Activity » Find the string "FIFO" in the records. Copy every line it appears in.

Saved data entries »
========================================

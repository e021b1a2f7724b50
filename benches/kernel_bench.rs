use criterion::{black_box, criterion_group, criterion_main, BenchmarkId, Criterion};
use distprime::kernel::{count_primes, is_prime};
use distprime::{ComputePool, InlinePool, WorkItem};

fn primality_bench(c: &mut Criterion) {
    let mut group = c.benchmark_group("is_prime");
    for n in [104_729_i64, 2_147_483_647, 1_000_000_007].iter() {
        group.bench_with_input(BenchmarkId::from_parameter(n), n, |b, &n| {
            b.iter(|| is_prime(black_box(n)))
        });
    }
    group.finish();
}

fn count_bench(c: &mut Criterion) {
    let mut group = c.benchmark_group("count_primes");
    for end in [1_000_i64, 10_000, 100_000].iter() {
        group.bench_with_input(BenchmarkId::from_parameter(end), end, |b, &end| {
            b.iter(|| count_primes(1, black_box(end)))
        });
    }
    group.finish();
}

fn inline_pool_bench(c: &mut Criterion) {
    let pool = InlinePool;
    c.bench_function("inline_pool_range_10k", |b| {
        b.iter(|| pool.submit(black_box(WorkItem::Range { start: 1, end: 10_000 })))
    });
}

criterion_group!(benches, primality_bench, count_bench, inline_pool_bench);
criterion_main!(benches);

========================================

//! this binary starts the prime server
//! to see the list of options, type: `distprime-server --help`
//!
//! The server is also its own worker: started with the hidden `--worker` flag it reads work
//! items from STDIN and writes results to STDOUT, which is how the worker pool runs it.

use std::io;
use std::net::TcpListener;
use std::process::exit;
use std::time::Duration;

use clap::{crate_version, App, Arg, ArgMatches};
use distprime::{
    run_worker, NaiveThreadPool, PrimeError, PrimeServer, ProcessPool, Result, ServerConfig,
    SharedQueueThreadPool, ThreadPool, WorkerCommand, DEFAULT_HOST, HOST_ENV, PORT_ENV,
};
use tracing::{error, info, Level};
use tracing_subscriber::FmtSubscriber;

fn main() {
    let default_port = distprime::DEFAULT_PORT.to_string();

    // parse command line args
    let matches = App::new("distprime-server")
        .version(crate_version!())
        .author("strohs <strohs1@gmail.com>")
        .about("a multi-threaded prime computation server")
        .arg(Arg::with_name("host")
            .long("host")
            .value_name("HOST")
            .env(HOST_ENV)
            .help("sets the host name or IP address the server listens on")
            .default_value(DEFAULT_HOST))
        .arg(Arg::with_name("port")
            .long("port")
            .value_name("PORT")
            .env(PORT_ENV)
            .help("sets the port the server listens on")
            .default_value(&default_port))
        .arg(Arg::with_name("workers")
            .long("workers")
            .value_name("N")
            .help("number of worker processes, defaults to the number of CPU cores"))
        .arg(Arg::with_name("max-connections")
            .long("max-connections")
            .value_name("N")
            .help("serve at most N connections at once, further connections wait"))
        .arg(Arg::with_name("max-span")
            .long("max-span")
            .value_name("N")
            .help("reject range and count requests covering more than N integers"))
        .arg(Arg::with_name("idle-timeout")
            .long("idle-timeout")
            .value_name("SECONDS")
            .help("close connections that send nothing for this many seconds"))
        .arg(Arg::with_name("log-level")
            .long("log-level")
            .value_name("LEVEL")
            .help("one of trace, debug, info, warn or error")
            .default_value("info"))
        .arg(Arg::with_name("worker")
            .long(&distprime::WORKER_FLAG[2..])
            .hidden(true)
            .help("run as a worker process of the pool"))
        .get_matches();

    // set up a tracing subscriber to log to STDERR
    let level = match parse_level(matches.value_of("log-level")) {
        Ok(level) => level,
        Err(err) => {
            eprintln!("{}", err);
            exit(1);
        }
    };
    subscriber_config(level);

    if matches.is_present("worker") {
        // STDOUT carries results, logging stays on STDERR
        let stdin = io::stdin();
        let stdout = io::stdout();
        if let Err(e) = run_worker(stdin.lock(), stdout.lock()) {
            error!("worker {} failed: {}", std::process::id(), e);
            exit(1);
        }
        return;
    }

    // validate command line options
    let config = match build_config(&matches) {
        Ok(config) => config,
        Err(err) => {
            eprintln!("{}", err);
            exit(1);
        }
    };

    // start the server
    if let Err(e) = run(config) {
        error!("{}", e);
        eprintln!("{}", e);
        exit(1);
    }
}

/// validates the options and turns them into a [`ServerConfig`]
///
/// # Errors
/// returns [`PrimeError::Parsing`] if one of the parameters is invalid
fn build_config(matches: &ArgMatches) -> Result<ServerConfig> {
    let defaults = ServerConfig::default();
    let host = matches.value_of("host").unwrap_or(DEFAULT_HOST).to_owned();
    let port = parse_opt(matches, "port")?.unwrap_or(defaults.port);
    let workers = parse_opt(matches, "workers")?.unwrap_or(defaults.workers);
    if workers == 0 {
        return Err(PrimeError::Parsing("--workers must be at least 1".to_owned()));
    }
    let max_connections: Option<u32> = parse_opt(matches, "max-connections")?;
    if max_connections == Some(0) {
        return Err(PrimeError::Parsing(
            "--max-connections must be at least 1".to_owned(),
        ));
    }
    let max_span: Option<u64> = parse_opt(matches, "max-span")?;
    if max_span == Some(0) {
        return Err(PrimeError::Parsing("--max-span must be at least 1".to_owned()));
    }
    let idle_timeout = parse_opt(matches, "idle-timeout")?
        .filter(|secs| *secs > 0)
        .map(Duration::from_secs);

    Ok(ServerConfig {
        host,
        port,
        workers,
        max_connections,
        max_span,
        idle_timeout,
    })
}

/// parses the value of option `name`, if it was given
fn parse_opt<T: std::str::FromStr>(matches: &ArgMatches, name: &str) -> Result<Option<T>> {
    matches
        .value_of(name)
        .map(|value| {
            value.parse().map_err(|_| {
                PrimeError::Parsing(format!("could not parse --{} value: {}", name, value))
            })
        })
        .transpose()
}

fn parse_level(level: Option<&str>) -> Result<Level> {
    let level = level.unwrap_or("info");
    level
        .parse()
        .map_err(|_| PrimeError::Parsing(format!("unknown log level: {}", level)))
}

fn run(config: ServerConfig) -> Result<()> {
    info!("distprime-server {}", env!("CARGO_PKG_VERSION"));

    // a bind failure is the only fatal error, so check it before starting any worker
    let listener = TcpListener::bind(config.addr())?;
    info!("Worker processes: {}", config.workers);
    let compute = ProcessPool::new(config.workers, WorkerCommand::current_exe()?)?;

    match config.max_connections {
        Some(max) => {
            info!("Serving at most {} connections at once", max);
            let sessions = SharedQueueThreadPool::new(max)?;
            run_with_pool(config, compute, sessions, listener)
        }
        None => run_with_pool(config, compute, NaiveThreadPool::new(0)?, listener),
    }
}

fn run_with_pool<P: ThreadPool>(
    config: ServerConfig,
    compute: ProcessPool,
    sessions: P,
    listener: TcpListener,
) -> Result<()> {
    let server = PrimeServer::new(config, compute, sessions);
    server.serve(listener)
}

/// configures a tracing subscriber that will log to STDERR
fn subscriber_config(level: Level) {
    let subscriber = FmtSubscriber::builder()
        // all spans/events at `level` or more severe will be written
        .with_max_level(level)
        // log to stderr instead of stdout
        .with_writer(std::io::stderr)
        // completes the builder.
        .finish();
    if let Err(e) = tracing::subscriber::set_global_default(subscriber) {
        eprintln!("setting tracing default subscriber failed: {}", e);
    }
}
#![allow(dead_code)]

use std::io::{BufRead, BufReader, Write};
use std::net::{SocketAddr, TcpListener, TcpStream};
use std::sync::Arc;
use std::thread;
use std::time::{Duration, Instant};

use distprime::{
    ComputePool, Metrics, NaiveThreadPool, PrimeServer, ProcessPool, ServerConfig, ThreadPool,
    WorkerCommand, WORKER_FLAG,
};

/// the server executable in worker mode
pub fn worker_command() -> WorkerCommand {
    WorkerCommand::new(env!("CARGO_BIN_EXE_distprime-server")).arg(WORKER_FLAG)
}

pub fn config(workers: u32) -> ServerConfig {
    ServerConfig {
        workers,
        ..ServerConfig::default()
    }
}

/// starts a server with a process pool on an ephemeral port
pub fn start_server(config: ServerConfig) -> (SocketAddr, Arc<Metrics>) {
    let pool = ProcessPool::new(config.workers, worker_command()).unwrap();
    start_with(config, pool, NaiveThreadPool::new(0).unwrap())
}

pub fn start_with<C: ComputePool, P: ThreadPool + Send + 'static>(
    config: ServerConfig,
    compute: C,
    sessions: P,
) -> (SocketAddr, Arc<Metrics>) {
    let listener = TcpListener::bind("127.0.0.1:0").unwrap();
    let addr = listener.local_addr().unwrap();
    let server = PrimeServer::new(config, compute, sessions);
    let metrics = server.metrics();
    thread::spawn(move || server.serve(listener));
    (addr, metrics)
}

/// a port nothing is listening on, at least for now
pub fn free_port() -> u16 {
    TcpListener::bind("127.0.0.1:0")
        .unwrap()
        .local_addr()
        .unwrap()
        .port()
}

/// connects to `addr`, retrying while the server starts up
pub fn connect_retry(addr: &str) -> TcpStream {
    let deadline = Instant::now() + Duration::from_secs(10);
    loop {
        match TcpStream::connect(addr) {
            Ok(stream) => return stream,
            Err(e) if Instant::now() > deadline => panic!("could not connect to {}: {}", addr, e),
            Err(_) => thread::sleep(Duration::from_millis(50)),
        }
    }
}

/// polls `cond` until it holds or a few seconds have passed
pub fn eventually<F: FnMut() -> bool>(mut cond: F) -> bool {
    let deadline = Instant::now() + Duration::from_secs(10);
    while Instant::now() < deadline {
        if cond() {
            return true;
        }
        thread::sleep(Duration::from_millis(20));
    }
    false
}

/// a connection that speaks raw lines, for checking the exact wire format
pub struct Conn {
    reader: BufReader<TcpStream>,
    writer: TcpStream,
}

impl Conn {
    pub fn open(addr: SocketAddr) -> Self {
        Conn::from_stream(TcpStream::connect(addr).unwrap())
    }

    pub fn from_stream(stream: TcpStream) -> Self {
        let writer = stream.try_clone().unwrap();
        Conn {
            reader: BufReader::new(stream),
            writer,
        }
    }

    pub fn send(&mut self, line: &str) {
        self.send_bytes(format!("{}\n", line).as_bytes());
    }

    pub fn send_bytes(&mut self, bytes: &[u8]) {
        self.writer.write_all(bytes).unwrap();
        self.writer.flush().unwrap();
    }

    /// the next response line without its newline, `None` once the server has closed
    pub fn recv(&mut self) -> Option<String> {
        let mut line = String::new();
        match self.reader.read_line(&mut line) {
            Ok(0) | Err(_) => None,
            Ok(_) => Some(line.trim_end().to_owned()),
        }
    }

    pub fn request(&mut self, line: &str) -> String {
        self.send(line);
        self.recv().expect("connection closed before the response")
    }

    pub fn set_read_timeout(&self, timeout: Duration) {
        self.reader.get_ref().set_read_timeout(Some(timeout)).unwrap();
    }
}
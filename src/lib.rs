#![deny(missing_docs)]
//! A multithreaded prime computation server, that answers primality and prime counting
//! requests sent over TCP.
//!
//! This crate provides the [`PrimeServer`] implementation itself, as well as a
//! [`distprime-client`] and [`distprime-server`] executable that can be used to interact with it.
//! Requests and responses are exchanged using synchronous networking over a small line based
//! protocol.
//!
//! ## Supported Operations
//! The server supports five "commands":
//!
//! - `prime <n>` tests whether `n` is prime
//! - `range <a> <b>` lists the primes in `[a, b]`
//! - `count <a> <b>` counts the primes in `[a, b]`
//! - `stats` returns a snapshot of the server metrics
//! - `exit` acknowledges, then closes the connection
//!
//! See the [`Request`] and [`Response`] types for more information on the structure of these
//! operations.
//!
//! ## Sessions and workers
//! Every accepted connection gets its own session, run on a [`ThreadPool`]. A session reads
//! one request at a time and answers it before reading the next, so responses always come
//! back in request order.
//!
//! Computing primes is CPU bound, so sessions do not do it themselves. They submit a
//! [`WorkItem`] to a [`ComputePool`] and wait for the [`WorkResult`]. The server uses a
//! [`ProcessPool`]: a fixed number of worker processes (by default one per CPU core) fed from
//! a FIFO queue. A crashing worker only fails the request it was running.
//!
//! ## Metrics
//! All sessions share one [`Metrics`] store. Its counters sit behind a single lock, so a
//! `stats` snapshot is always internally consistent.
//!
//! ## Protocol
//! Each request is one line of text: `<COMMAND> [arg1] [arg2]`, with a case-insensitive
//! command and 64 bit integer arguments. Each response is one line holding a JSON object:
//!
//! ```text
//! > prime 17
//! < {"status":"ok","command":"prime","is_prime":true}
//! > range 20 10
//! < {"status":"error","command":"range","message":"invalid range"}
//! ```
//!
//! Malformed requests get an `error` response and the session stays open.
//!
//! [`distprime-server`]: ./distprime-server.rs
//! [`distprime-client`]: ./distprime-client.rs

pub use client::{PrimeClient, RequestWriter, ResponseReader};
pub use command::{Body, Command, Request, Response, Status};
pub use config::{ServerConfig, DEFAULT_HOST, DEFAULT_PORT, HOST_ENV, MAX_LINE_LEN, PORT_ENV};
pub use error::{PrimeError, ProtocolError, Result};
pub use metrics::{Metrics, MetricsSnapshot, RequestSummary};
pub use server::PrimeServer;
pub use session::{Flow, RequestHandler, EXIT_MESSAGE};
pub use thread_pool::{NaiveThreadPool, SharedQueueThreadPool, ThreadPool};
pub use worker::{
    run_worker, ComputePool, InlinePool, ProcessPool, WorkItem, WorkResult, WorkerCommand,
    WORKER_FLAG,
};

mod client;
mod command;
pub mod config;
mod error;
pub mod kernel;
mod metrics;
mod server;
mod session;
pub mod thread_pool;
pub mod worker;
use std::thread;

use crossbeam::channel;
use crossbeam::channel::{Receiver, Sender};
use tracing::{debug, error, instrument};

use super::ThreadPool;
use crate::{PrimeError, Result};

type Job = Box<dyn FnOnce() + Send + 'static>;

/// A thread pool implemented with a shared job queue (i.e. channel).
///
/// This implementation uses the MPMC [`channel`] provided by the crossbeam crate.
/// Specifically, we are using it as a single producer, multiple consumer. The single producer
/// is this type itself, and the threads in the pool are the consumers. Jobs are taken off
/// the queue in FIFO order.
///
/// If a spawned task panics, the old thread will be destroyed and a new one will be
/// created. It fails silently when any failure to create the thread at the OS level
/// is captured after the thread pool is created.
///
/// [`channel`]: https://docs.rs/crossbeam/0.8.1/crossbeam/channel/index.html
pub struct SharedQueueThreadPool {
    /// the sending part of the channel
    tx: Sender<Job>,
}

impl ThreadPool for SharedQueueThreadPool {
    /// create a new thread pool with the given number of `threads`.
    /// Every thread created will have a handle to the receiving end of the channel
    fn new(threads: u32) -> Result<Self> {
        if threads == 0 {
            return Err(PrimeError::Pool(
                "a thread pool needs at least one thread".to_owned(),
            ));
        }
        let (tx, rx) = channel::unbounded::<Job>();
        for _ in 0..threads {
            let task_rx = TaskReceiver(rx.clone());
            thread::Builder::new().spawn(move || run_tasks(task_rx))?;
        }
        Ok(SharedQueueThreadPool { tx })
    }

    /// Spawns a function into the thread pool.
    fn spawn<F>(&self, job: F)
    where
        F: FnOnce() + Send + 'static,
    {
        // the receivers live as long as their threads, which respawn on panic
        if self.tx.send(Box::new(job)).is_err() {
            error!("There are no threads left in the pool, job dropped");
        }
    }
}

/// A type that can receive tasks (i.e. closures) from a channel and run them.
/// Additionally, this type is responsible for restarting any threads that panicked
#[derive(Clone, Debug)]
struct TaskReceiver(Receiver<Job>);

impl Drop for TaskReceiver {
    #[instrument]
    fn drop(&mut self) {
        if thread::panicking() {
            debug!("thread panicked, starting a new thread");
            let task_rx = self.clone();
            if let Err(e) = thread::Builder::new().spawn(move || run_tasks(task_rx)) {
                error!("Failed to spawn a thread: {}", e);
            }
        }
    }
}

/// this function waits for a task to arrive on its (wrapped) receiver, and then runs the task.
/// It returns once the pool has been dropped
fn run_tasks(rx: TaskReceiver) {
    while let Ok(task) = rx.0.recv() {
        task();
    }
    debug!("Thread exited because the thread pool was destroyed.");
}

========================================

Response box »
//! a FIFO queue. A crashing worker only fails the request it was running.
/// the queue in FIFO order.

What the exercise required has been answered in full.